*** Opening Data to process ***

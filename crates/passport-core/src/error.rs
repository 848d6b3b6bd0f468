//! Error types for the core crate.

use std::num::ParseIntError;
use thiserror::Error;

/// A token subject that is not a valid user id.
#[derive(Debug, Clone, PartialEq, Eq, Error)]
pub enum ParseUserIdError {
    #[error("user id is not a non-negative decimal integer: {0}")]
    Invalid(#[from] ParseIntError),

    #[error("user id {0} exceeds the signed 64-bit range")]
    OutOfRange(u64),
}

/// Errors that can occur while loading Passport configuration.
#[derive(Debug, Error)]
pub enum ConfigError {
    /// Failed to read a configuration or key file.
    #[error("IO error: {0}")]
    Io(#[from] std::io::Error),

    /// Configuration file is not valid YAML for the expected shape.
    #[error("failed to parse config: {0}")]
    Parse(#[from] serde_yaml::Error),

    /// A duration string could not be understood.
    #[error("invalid duration '{value}': expected forms like 24h, 7d, 30m, 60s")]
    InvalidDuration { value: String },

    /// A required key was not configured or could not be found.
    #[error("{which} key not configured: set {which}_key_env or {which}_key_file")]
    MissingKey { which: &'static str },

    /// Configured clock-skew tolerance is larger than allowed.
    #[error("leeway of {value}s exceeds the maximum of {max}s")]
    LeewayOutOfRange { value: u64, max: u64 },
}
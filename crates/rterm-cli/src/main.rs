//! rterm: remote terminal client CLI.
//!
//! Opens an interactive session against an rterm server, or runs a single
//! command and prints its output.

mod commands;
mod config;

use std::time::Duration;

use clap::{Parser, Subcommand};
use rterm_client::ConnectConfig;
use rterm_core::Marker;
use tracing::error;

/// rterm: remote terminal client
#[derive(Parser)]
#[command(name = "rterm", version, about = "Remote terminal client")]
struct Cli {
    /// Server port (overrides a port given in the target)
    #[arg(short, long, global = true)]
    port: Option<u16>,

    /// Config file path
    #[arg(long = "config", global = true)]
    config: Option<String>,

    /// Expect the legacy <<EOF>> response marker
    #[arg(long, global = true)]
    legacy_marker: bool,

    /// Show streamed output as it arrives (for servers in streaming mode)
    #[arg(long, global = true)]
    stream: bool,

    /// Connect timeout in seconds
    #[arg(long, global = true)]
    timeout: Option<u64>,

    /// Enable verbose output
    #[arg(short, long, global = true)]
    verbose: bool,

    #[command(subcommand)]
    command: Option<Command>,

    /// Positional arguments: [host[:port]] [command...]
    ///
    /// With no subcommand the first positional arg is the server and any
    /// remaining args form a command to execute once.
    #[arg(trailing_var_arg = true)]
    args: Vec<String>,
}

#[derive(Subcommand)]
enum Command {
    /// Open an interactive session
    Connect {
        /// Server as host[:port]
        target: Option<String>,
    },

    /// Run one command and print its output
    Exec {
        /// Server as host[:port]
        target: String,
        /// Command line to run
        #[arg(required = true, trailing_var_arg = true)]
        command: Vec<String>,
    },
}

/// Quiet period that ends a streamed one-off command.
const STREAM_SETTLE: Duration = Duration::from_secs(1);

#[tokio::main]
async fn main() {
    let cli = Cli::parse();

    // Initialize tracing.
    if cli.verbose {
        tracing_subscriber::fmt()
            .with_env_filter("rterm=debug,rterm_cli=debug,rterm_client=debug,rterm_core=debug")
            .with_target(true)
            .init();
    } else {
        tracing_subscriber::fmt()
            .with_env_filter("rterm=warn,rterm_cli=warn")
            .with_target(false)
            .init();
    }

    // Load config file.
    let config_path = cli.config.clone().unwrap_or_else(|| {
        let home = dirs::home_dir().unwrap_or_default();
        home.join(".rterm").join("client.toml").to_string_lossy().to_string()
    });
    let cfg = match config::Config::load(&config_path) {
        Ok(cfg) => cfg,
        Err(e) => {
            eprintln!("rterm: {e:#}");
            std::process::exit(1);
        }
    };

    // CLI flags override config.
    let stream = cli.stream || cfg.default.stream;
    let connect_config = ConnectConfig {
        marker: if cli.legacy_marker {
            Marker::Legacy
        } else {
            cfg.default.marker
        },
        timeout_secs: cli.timeout.unwrap_or(cfg.default.timeout_secs),
        stream_output: stream,
        ..ConnectConfig::default()
    };

    let (target, command) = match cli.command {
        Some(Command::Connect { target }) => (target, None),
        Some(Command::Exec { target, command }) => (Some(target), Some(command.join(" "))),
        None => {
            let mut args = cli.args.into_iter();
            let target = args.next();
            let rest: Vec<String> = args.collect();
            let command = (!rest.is_empty()).then(|| rest.join(" "));
            (target, command)
        }
    };

    let result: anyhow::Result<()> = async {
        let target = target.unwrap_or_else(|| cfg.default.host.clone());
        let (host, port) = config::parse_target(&target, cfg.default.port)?;
        let addr = config::socket_address(&host, cli.port.unwrap_or(port));
        match command {
            Some(command) => {
                let settle = stream.then_some(STREAM_SETTLE);
                commands::exec::run(&addr, connect_config, &command, settle).await
            }
            None => commands::connect::run(&addr, connect_config).await,
        }
    }
    .await;

    if let Err(e) = result {
        error!("{:#}", e);
        eprintln!("rterm: {e:#}");
        std::process::exit(1);
    }
}
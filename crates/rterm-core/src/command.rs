//! Client command lines and the reserved tokens the server intercepts.

/// Tokens that end the session (exact, case-sensitive).
pub const EXIT_TOKENS: [&str; 2] = ["exit", "quit"];

/// Token replaced by the interpreter's native print-directory instruction.
pub const PRINT_DIRECTORY_TOKEN: &str = "pwd";

/// Strip one trailing `\n` and then one trailing `\r`.
pub fn strip_line_ending(line: &str) -> &str {
    let line = line.strip_suffix('\n').unwrap_or(line);
    line.strip_suffix('\r').unwrap_or(line)
}

/// Whether `line` is one of the session-ending tokens.
pub fn is_exit(line: &str) -> bool {
    EXIT_TOKENS.contains(&line)
}

/// A single command line received from a client, classified.
#[derive(Debug, Clone, Copy, PartialEq, Eq)]
pub enum CommandLine<'a> {
    /// Blank line; nothing to do.
    Empty,
    /// `exit` or `quit`.
    Exit,
    /// `pwd`.
    PrintDirectory,
    /// `cd` / `chdir` with its (possibly empty) argument.
    ChangeDirectory(&'a str),
    /// Anything else, passed to the shell verbatim.
    Shell(&'a str),
}

impl<'a> CommandLine<'a> {
    /// Classify a line whose line ending has already been stripped.
    pub fn parse(line: &'a str) -> Self {
        if line.trim().is_empty() {
            return CommandLine::Empty;
        }
        if is_exit(line) {
            return CommandLine::Exit;
        }
        if line == PRINT_DIRECTORY_TOKEN {
            return CommandLine::PrintDirectory;
        }
        if let Some(arg) = change_directory_argument(line) {
            return CommandLine::ChangeDirectory(arg);
        }
        CommandLine::Shell(line)
    }
}

fn change_directory_argument(line: &str) -> Option<&str> {
    let trimmed = line.trim_start();
    for verb in ["cd", "chdir"] {
        if let Some(rest) = trimmed.strip_prefix(verb) {
            if rest.is_empty() {
                return Some("");
            }
            if rest.starts_with([' ', '\t']) {
                return Some(unquote(rest.trim()));
            }
        }
    }
    None
}

fn unquote(arg: &str) -> &str {
    for quote in ['"', '\''] {
        if arg.len() >= 2 && arg.starts_with(quote) && arg.ends_with(quote) {
            return &arg[1..arg.len() - 1];
        }
    }
    arg
}
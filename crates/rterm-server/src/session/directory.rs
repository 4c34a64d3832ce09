//! Working-directory bookkeeping for `cd` commands.
//!
//! Paths are resolved textually against the session's tracked directory,
//! then checked against the filesystem before the shell is told to move.

use std::path::{is_separator, Path, MAIN_SEPARATOR};

/// Reported when a `cd` target does not exist or is not a directory.
pub const PATH_NOT_FOUND_MESSAGE: &str = "Error: The system cannot find the path specified.";

/// Resolve a `cd` argument against `current`.
///
/// Rules, in order: empty → `home` (or the platform root), `..` → drop the
/// last segment, `.` → unchanged, absolute → verbatim, otherwise appended.
pub fn resolve(current: &str, arg: &str, home: Option<&Path>) -> String {
    if arg.is_empty() {
        return match home {
            Some(home) => display_form(&home.to_string_lossy()).to_string(),
            None => platform_root().to_string(),
        };
    }
    if arg == ".." {
        return parent(current).to_string();
    }
    if arg == "." {
        return current.to_string();
    }
    if is_absolute(arg) {
        return display_form(arg).to_string();
    }
    format!(
        "{}{MAIN_SEPARATOR}{}",
        strip_separators(current),
        strip_separators(arg)
    )
}

/// Trailing separators removed, then exactly one re-added.
pub fn normalize(path: &str) -> String {
    format!("{}{MAIN_SEPARATOR}", strip_separators(path))
}

/// Whether `path` names an existing directory.
pub fn is_directory(path: &str) -> bool {
    std::fs::metadata(normalize(path))
        .map(|m| m.is_dir())
        .unwrap_or(false)
}

/// Default working directory: the server's current directory.
pub fn current_dir_string() -> String {
    std::env::current_dir()
        .map(|p| p.to_string_lossy().into_owned())
        .unwrap_or_else(|_| platform_root().to_string())
}

#[cfg(windows)]
fn platform_root() -> &'static str {
    "C:\\"
}

#[cfg(not(windows))]
fn platform_root() -> &'static str {
    "/"
}

fn is_absolute(path: &str) -> bool {
    // A leading separator is absolute for tracking purposes on every platform.
    Path::new(path).is_absolute() || path.starts_with(is_separator)
}

fn strip_separators(path: &str) -> &str {
    path.trim_end_matches(is_separator)
}

/// Trailing separators removed, except the one that makes a root (`/`,
/// `C:\`).
fn display_form(path: &str) -> &str {
    let stripped = strip_separators(path);
    if stripped.len() == path.len() {
        return path;
    }
    if stripped.is_empty() || stripped.ends_with(':') {
        // keep exactly one separator after the root
        let sep_len = path[stripped.len()..]
            .chars()
            .next()
            .map(char::len_utf8)
            .unwrap_or(0);
        return &path[..stripped.len() + sep_len];
    }
    stripped
}

fn parent(current: &str) -> &str {
    let trimmed = display_form(current);
    let stripped = strip_separators(trimmed);
    match stripped.rfind(is_separator) {
        None => trimmed,
        Some(idx) => {
            let head = &stripped[..idx];
            if head.is_empty() || head.ends_with(':') {
                &stripped[..=idx]
            } else {
                head
            }
        }
    }
}
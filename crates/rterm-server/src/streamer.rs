//! Background forwarder for streaming-mode sessions.

use crate::session::OutputTap;
use crate::transport::ResponseWriter;
use std::sync::Arc;
use tokio::io::AsyncWrite;
use tokio::task::JoinHandle;
use tokio_util::sync::CancellationToken;
use tracing::debug;

/// Spawn the streamer. It owns the tap and runs until `stop` is cancelled.
/// A failed socket write or a dead session cancels `stop` itself so the
/// command loop notices.
pub fn spawn<W>(
    mut tap: OutputTap,
    writer: Arc<ResponseWriter<W>>,
    stop: CancellationToken,
) -> JoinHandle<()>
where
    W: AsyncWrite + Unpin + Send + 'static,
{
    tokio::spawn(async move {
        let interval = tap.poll_interval();
        loop {
            if stop.is_cancelled() {
                break;
            }
            let chunk = tap.drain_available();
            if !chunk.is_empty() {
                debug!(bytes = chunk.len(), "streaming output");
                if let Err(e) = writer.send_stream(&chunk).await {
                    debug!(error = %e, "stream write failed");
                    stop.cancel();
                    break;
                }
            }
            if !tap.is_active() {
                debug!("session inactive, streamer stopping");
                stop.cancel();
                break;
            }
            tokio::select! {
                _ = stop.cancelled() => break,
                _ = tokio::time::sleep(interval) => {}
            }
        }
        debug!("streamer stopped");
    })
}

*** Closing Data to process ***

Throughout the listing, how many lines contain the string "OutputTap"? Give the number on its own.

2